The researchers observed a significant effect on spending influenced by physician and facility factors. Differing cancer treatment modalities played a more significant role in cost variation compared to differences in patient and disease characteristics (urologists, 72% vs. 2%; radiation oncologists, 20% vs. 18%).
“The highest spending physicians spent 46% more than the lowest and had more imaging tests, inpatient care, and radiotherapy spending. There were no differences across spending quintiles in the use of robotic surgery by urologists or the use of brachytherapy by radiation oncologists,” the researchers further noted.
The study was published in the journal Cancer.
Prostate Cancer: Different Effects for Different Treatments
Prostate cancer is the most common cancer in men, so knowledge of factors that drive costs as well as the effects of different treatments is critical. Recently, a different study examined functional outcomes over five years correlated with five different treatments for localized prostate cancer.
This study included data from 2,005 patients (median [interquartile range] age, 64 [59-70] years; 1,993 [77%] were non-Hispanic white). Nerve-sparing prostatectomy, compared to active surveillance, resulted in poorer five-year urinary incontinence (adjusted mean difference, –10.9; 95% confidence interval [CI], –14.2 to –7.9) and three-year sexual function (adjusted mean difference, –15.2; 95% CI, –18.8 to –11.5). Low-dose-rate brachytherapy, compared to active surveillance, was predictive of worse one-year urinary irritative (adjusted mean difference, –7.0; 95% CI, –10.1 to –3.9), sexual (adjusted mean difference, –10.1; 95% CI, –14.6 to –5.7), and bowel (adjusted mean difference, –5.0; 95% CI, –7.6 to –2.4) function. External beam radiation therapy (EBRT) in favorable-disease men did not largely differ from active surveillance at any point in the study in terms of urinary, sexual, and bowel function changes.

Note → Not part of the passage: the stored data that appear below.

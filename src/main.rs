use bve_engine::config::EngineConfig;
use bve_engine::engine::Engine;
use log::*;

const CONFIG_PATH: &str = "config/engine.json";

fn main() -> anyhow::Result<()> {
    pretty_env_logger::formatted_builder()
        .filter_level(LevelFilter::Info)
        .parse_default_env()
        .init();

    info!("=== BVE Engine starting ===");
    let config = EngineConfig::load_or_default(CONFIG_PATH);
    let engine = Engine::new(config)?;
    info!("Window created, starting frame loop");
    engine.run()?;
    info!("Engine shutdown complete");
    Ok(())
}
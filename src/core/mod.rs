pub mod frame;
pub mod lighting;
pub mod renderer;

pub use frame::{FrameInfo, GlobalUbo, MeshPushConstants, PointLightPushConstants};
pub use lighting::{AmbientLight, PointLight, MAX_LIGHTS};
pub use renderer::{FrameStats, FrameStatus, HeadlessRenderer, RenderTarget};
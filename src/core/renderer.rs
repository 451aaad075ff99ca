/// Render boundary
///
/// The frame loop talks to the GPU only through [`RenderTarget`]. A frame is
/// `begin_frame` → `write_globals` → draws → `end_frame`. `begin_frame` may instead
/// report [`FrameStatus::NeedsResize`], in which case the caller skips the frame and
/// re-reads [`RenderTarget::aspect_ratio`].
///
/// [`HeadlessRenderer`] implements the boundary without a device. It tracks swapchain
/// extent and frames in flight the way a real backend would, and records what was
/// submitted so the frame loop can be driven from tests.

use std::collections::HashMap;
use std::sync::{Arc, Weak};

use anyhow::{bail, Result};
use log::*;

use super::frame::{FrameInfo, GlobalUbo, MeshPushConstants, PointLightPushConstants};
use crate::mesh::Mesh;

pub const MAX_FRAMES_IN_FLIGHT: usize = 2;

#[derive(Debug, Clone, Copy, PartialEq, Eq)]
pub enum FrameStatus {
    /// Recording may start into the given frame-in-flight slot
    Ready { frame_index: usize },
    /// Swapchain is out of date; skip this frame
    NeedsResize,
}

pub trait RenderTarget {
    /// Width over height of the current swapchain extent
    fn aspect_ratio(&self) -> f32;

    fn begin_frame(&mut self) -> Result<FrameStatus>;

    /// Upload the global uniform buffer for the frame being recorded
    fn write_globals(&mut self, frame: &FrameInfo, ubo: &GlobalUbo) -> Result<()>;

    fn draw_mesh(&mut self, frame: &FrameInfo, mesh: &Arc<Mesh>, push: &MeshPushConstants) -> Result<()>;

    /// Draw a camera-facing billboard for a point light
    fn draw_point_light(&mut self, frame: &FrameInfo, push: &PointLightPushConstants) -> Result<()>;

    fn end_frame(&mut self, frame: &FrameInfo) -> Result<()>;
}

/// What the last finished frame submitted
#[derive(Debug, Clone, Default, PartialEq)]
pub struct FrameStats {
    pub globals: Option<GlobalUbo>,
    pub meshes: Vec<MeshPushConstants>,
    pub point_lights: Vec<PointLightPushConstants>,
}

/// Device-less [`RenderTarget`]
pub struct HeadlessRenderer {
    width: u32,
    height: u32,
    swapchain_dirty: bool,
    current_frame: usize,
    recording: Option<usize>,
    frame_count: u64,
    /// Keyed by allocation address; the `Weak` pins that address while the entry lives
    uploaded_meshes: HashMap<usize, Weak<Mesh>>,
    pending: FrameStats,
    last_frame: FrameStats,
}

impl HeadlessRenderer {
    pub fn new(width: u32, height: u32) -> Self {
        Self {
            width,
            height,
            swapchain_dirty: false,
            current_frame: 0,
            recording: None,
            frame_count: 0,
            uploaded_meshes: HashMap::new(),
            pending: FrameStats::default(),
            last_frame: FrameStats::default(),
        }
    }

    /// Window size changed; the next `begin_frame` reports `NeedsResize`.
    pub fn resize(&mut self, width: u32, height: u32) {
        self.width = width;
        self.height = height;
        self.swapchain_dirty = true;
    }

    /// Frames presented so far
    pub fn frame_count(&self) -> u64 {
        self.frame_count
    }

    /// Distinct live meshes that have been drawn at least once
    pub fn uploaded_mesh_count(&self) -> usize {
        self.uploaded_meshes
            .values()
            .filter(|mesh| mesh.strong_count() > 0)
            .count()
    }

    pub fn last_frame(&self) -> &FrameStats {
        &self.last_frame
    }

    fn check_recording(&self, frame: &FrameInfo) -> Result<()> {
        match self.recording {
            Some(index) if index == frame.frame_index => Ok(()),
            Some(index) => bail!(
                "frame slot {} is not being recorded (current slot {index})",
                frame.frame_index
            ),
            None => bail!("draw submitted outside of a frame"),
        }
    }
}

impl RenderTarget for HeadlessRenderer {
    fn aspect_ratio(&self) -> f32 {
        // Minimized or collapsed to a line: no meaningful ratio to report
        if self.width == 0 || self.height == 0 {
            return 1.0;
        }
        self.width as f32 / self.height as f32
    }

    fn begin_frame(&mut self) -> Result<FrameStatus> {
        if self.recording.is_some() {
            bail!("begin_frame called while a frame is still being recorded");
        }

        // Minimized: keep reporting until the window has an area again
        if self.width == 0 || self.height == 0 {
            return Ok(FrameStatus::NeedsResize);
        }

        if self.swapchain_dirty {
            debug!("Recreating swapchain at {}x{}", self.width, self.height);
            self.swapchain_dirty = false;
            return Ok(FrameStatus::NeedsResize);
        }

        self.recording = Some(self.current_frame);
        self.pending = FrameStats::default();
        Ok(FrameStatus::Ready {
            frame_index: self.current_frame,
        })
    }

    fn write_globals(&mut self, frame: &FrameInfo, ubo: &GlobalUbo) -> Result<()> {
        self.check_recording(frame)?;
        self.pending.globals = Some(*ubo);
        Ok(())
    }

    fn draw_mesh(&mut self, frame: &FrameInfo, mesh: &Arc<Mesh>, push: &MeshPushConstants) -> Result<()> {
        self.check_recording(frame)?;
        let key = Arc::as_ptr(mesh) as usize;
        let uploaded = self
            .uploaded_meshes
            .get(&key)
            .is_some_and(|known| known.strong_count() > 0);
        if !uploaded {
            self.uploaded_meshes.insert(key, Arc::downgrade(mesh));
            trace!(
                "Uploading mesh ({} vertices, {} indices)",
                mesh.vertices.len(),
                mesh.indices.len()
            );
        }
        self.pending.meshes.push(*push);
        Ok(())
    }

    fn draw_point_light(&mut self, frame: &FrameInfo, push: &PointLightPushConstants) -> Result<()> {
        self.check_recording(frame)?;
        self.pending.point_lights.push(*push);
        Ok(())
    }

    fn end_frame(&mut self, frame: &FrameInfo) -> Result<()> {
        self.check_recording(frame)?;
        if self.pending.globals.is_none() {
            bail!("frame {} ended without global uniforms", frame.frame_index);
        }

        let before = self.uploaded_meshes.len();
        self.uploaded_meshes.retain(|_, mesh| mesh.strong_count() > 0);
        if self.uploaded_meshes.len() != before {
            trace!("Released {} mesh uploads", before - self.uploaded_meshes.len());
        }

        self.recording = None;
        self.last_frame = std::mem::take(&mut self.pending);
        self.current_frame = (self.current_frame + 1) % MAX_FRAMES_IN_FLIGHT;
        self.frame_count += 1;
        Ok(())
    }
}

In the unfavorable-risk disease group, EBRT with androgen deprivation therapy, compared to prostatectomy, resulted in worse six-month hormonal function (adjusted mean difference, –5.3; 95% CI, –8.2 to –2.4) and one-year bowel function (adjusted mean difference, –4.1; 95% CI, –6.3 to –1.9), but better five-year sexual function (adjusted mean difference, 12.5; 95% CI, 6.2–18.7) and incontinence at every time point over the five-year study period (adjusted mean difference, 23.2; 95% CI, 17.7–28.7).